Run Kafka Zookeeper from inside A Docker Container for Spindle - rpi-nsl/NSL-Spindle GitHub Wiki

Kafka+Zookeeper in Docker (Ref: Spotify/Kafka)

This repository provides everything you need to run Kafka in Docker.

For convenience also contains a packaged proxy that can be used to get data from a legacy Kafka 7 cluster into a dockerized Kafka 8.

Why?

The main hurdle of running Kafka in Docker is that it depends on Zookeeper. Compared to other Kafka docker images, this one runs both Zookeeper and Kafka in the same container. This means:

  • No dependency on an external Zookeeper host, or linking to another container
  • Zookeeper and Kafka are configured to work together out of the box

Run

docker run -p 2181:2181 -p 9092:9092 --env ADVERTISED_HOST=`docker-machine ip \`docker-machine active\`` --env ADVERTISED_PORT=9092 spotify/kafka
export KAFKA=`docker-machine ip \`docker-machine active\``:9092
kafka-console-producer.sh --broker-list $KAFKA --topic test
export ZOOKEEPER=`docker-machine ip \`docker-machine active\``:2181
kafka-console-consumer.sh --zookeeper $ZOOKEEPER --topic test

Running the proxy (Don't need for SPINDLE)
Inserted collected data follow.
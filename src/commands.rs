//! Command bodies for the `roadtrip` binary. Each one returns the text to
//! print; prompting happens in the caller.

use serde_json::json;
use std::fmt::Write;
use std::path::Path;

use crate::app::AppState;
use crate::error::{GENERIC_UPSTREAM_MESSAGE, ServiceError, ServiceResult};
use crate::links::link_cards;
use crate::metadata::{PKG_NAME, PKG_VERSION};
use crate::render::render_blocks;
use crate::settings::Settings;
use crate::share;
use crate::terminal::{format_history, format_plan};
use crate::types::{Plan, PlanRequest};

fn plan_output(plan: &Plan, as_json: bool) -> ServiceResult<String> {
    if !as_json {
        return Ok(format_plan(plan));
    }
    let value = json!({
        "plan": plan,
        "blocks": render_blocks(&plan.content),
        "links": link_cards(&plan.links),
    });
    Ok(serde_json::to_string_pretty(&value)?)
}

fn saved_or_latest<'a>(state: &'a AppState, id: Option<&str>) -> ServiceResult<&'a Plan> {
    match id {
        Some(id) => state
            .history()
            .get(id)
            .ok_or_else(|| ServiceError::PlanNotFound(id.to_string())),
        None => state
            .history()
            .latest()
            .ok_or_else(|| ServiceError::FromString("No saved trips yet.".to_string())),
    }
}

pub fn plan(state: &mut AppState, request: PlanRequest, as_json: bool) -> ServiceResult<String> {
    match state.submit(request) {
        Some(plan) => plan_output(plan, as_json),
        None => Err(ServiceError::FromString(
            state
                .last_error()
                .unwrap_or(GENERIC_UPSTREAM_MESSAGE)
                .to_string(),
        )),
    }
}

pub fn show(state: &AppState, id: Option<&str>, as_json: bool) -> ServiceResult<String> {
    plan_output(saved_or_latest(state, id)?, as_json)
}

pub fn history(state: &AppState, as_json: bool) -> ServiceResult<String> {
    if as_json {
        return Ok(serde_json::to_string_pretty(state.history().as_slice())?);
    }
    Ok(format_history(state.history()))
}

pub fn remove(state: &mut AppState, id: &str) -> ServiceResult<String> {
    if state.delete(id)? {
        Ok(format!("Removed {id}"))
    } else {
        Err(ServiceError::PlanNotFound(id.to_string()))
    }
}

pub fn clear(state: &mut AppState) -> ServiceResult<String> {
    let count = state.history().len();
    state.clear_history()?;
    Ok(format!("Removed {count} saved trip(s)"))
}

pub fn share(
    state: &AppState,
    settings: &Settings,
    id: Option<&str>,
    base_url: Option<&str>,
) -> ServiceResult<String> {
    let plan = saved_or_latest(state, id)?;
    let base = base_url.unwrap_or(&settings.share_base_url);
    Ok(share::share_url(base, &share::encode(plan)?)?)
}

pub fn open(state: &mut AppState, input: &str, save: bool) -> ServiceResult<String> {
    let token = share::token_from_input(input)
        .ok_or_else(|| ServiceError::FromString("No share token found in input".to_string()))?;
    let plan = state.open(&token)?.clone();
    let mut out = format_plan(&plan);
    if save {
        state.keep(plan.clone())?;
        let _ = writeln!(out, "\nSaved as {}", plan.id);
    }
    Ok(out)
}

pub fn status(state: &AppState, settings: &Settings, data_dir: &Path) -> String {
    let location = settings
        .location_hint()
        .map(|l| l.to_string())
        .unwrap_or_else(|| "none".to_string());
    let mut out = String::new();
    let _ = writeln!(out, "{PKG_NAME} {PKG_VERSION}");
    let _ = writeln!(
        out,
        "API key:     {}",
        if settings.has_api_key() { "configured" } else { "missing" }
    );
    let _ = writeln!(out, "Model:       {}", settings.model);
    let _ = writeln!(out, "Endpoint:    {}", settings.endpoint);
    let _ = writeln!(out, "Vehicle:     {}", state.planner().vehicle());
    let _ = writeln!(out, "Location:    {location}");
    let _ = writeln!(out, "Share base:  {}", settings.share_base_url);
    let _ = writeln!(out, "Data dir:    {}", data_dir.display());
    let _ = writeln!(out, "Saved trips: {}", state.history().len());
    out
}

#[cfg(test)]
mod tests {
    use super::*;
    use crate::planner::Planner;
    use crate::planner::testing::FakeGenerator;
    use crate::storage::MemoryStore;
    use std::sync::Arc;

    fn state(generator: FakeGenerator) -> AppState {
        AppState::new(
            Planner::new(Arc::new(generator)),
            Box::new(MemoryStore::new()),
        )
    }

    #[test]
    fn plan_json_carries_blocks() {
        let mut state = state(FakeGenerator::replying("# Den 1"));
        let out = plan(&mut state, PlanRequest::new("Brno"), true).unwrap();
        let value: serde_json::Value = serde_json::from_str(&out).unwrap();
        assert_eq!(value["plan"]["content"], "# Den 1");
        assert_eq!(value["blocks"][0]["level"], 1);
    }

    #[test]
    fn failed_plan_reports_the_user_message() {
        let mut state = state(FakeGenerator::unconfigured());
        let err = plan(&mut state, PlanRequest::new("Brno"), false).unwrap_err();
        assert!(err.to_string().contains("GEMINI_API_KEY"));
    }

    #[test]
    fn show_and_remove_unknown_ids() {
        let mut state = state(FakeGenerator::replying("x"));
        assert!(show(&state, None, false).is_err());
        assert!(matches!(
            remove(&mut state, "nope"),
            Err(ServiceError::PlanNotFound(_))
        ));
    }

    #[test]
    fn share_then_open_with_save() {
        let mut state = state(FakeGenerator::replying("# Telč"));
        plan(&mut state, PlanRequest::new("Telč"), false).unwrap();
        let settings = Settings::default();
        let url = share(&state, &settings, None, Some("https://trips.example/?lang=cs")).unwrap();
        assert!(url.starts_with("https://trips.example/?lang=cs&share="));

        let out = open(&mut state, &url, true).unwrap();
        assert!(out.contains("Saved as shared-"));
        assert_eq!(state.history().len(), 2);
        assert!(open(&mut state, "https://trips.example/", false).is_err());
    }

    #[test]
    fn clear_reports_count() {
        let mut state = state(FakeGenerator::replying("x"));
        plan(&mut state, PlanRequest::new("A"), false).unwrap();
        plan(&mut state, PlanRequest::new("B"), false).unwrap();
        assert_eq!(clear(&mut state).unwrap(), "Removed 2 saved trip(s)");
        assert!(state.history().is_empty());
    }

    #[test]
    fn status_hides_the_key() {
        let state = AppState::new(
            Planner::new(Arc::new(FakeGenerator::replying("x"))).with_vehicle("Škoda Kodiaq"),
            Box::new(MemoryStore::new()),
        );
        let settings = Settings {
            api_key: Some("secret".into()),
            ..Settings::default()
        };
        let out = status(&state, &settings, Path::new("/tmp/roadtrip"));
        assert!(out.contains("API key:     configured"));
        assert!(!out.contains("secret"));
        assert!(out.contains("Saved trips: 0"));
        assert!(out.contains("Vehicle:     Škoda Kodiaq"));
        assert!(out.contains("Data dir:    /tmp/roadtrip"));
    }
}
Take the same parameters as the spotify/kafka image with some new ones:

  • CONSUMER_THREADS - the number of threads to consume the source kafka 7 with
  • TOPICS - whitelist of topics to mirror
  • ZK_CONNECT - the zookeeper connect string of the source kafka 7
  • GROUP_ID - the group.id to use when consuming from kafka 7
docker run -p 2181:2181 -p 9092:9092 \
    --env ADVERTISED_HOST=`boot2docker ip` \
    --env ADVERTISED_PORT=9092 \
    --env CONSUMER_THREADS=1 \
    --env TOPICS=my-topic,some-other-topic \
    --env ZK_CONNECT=kafka7zookeeper:2181/root/path \
    --env GROUP_ID=mymirror \
    spotify/kafkaproxy

In the box

  • spotify/kafka

    The docker image with both Kafka and Zookeeper. Built from the kafka directory.

  • spotify/kafkaproxy (Don't need for SPINDLE)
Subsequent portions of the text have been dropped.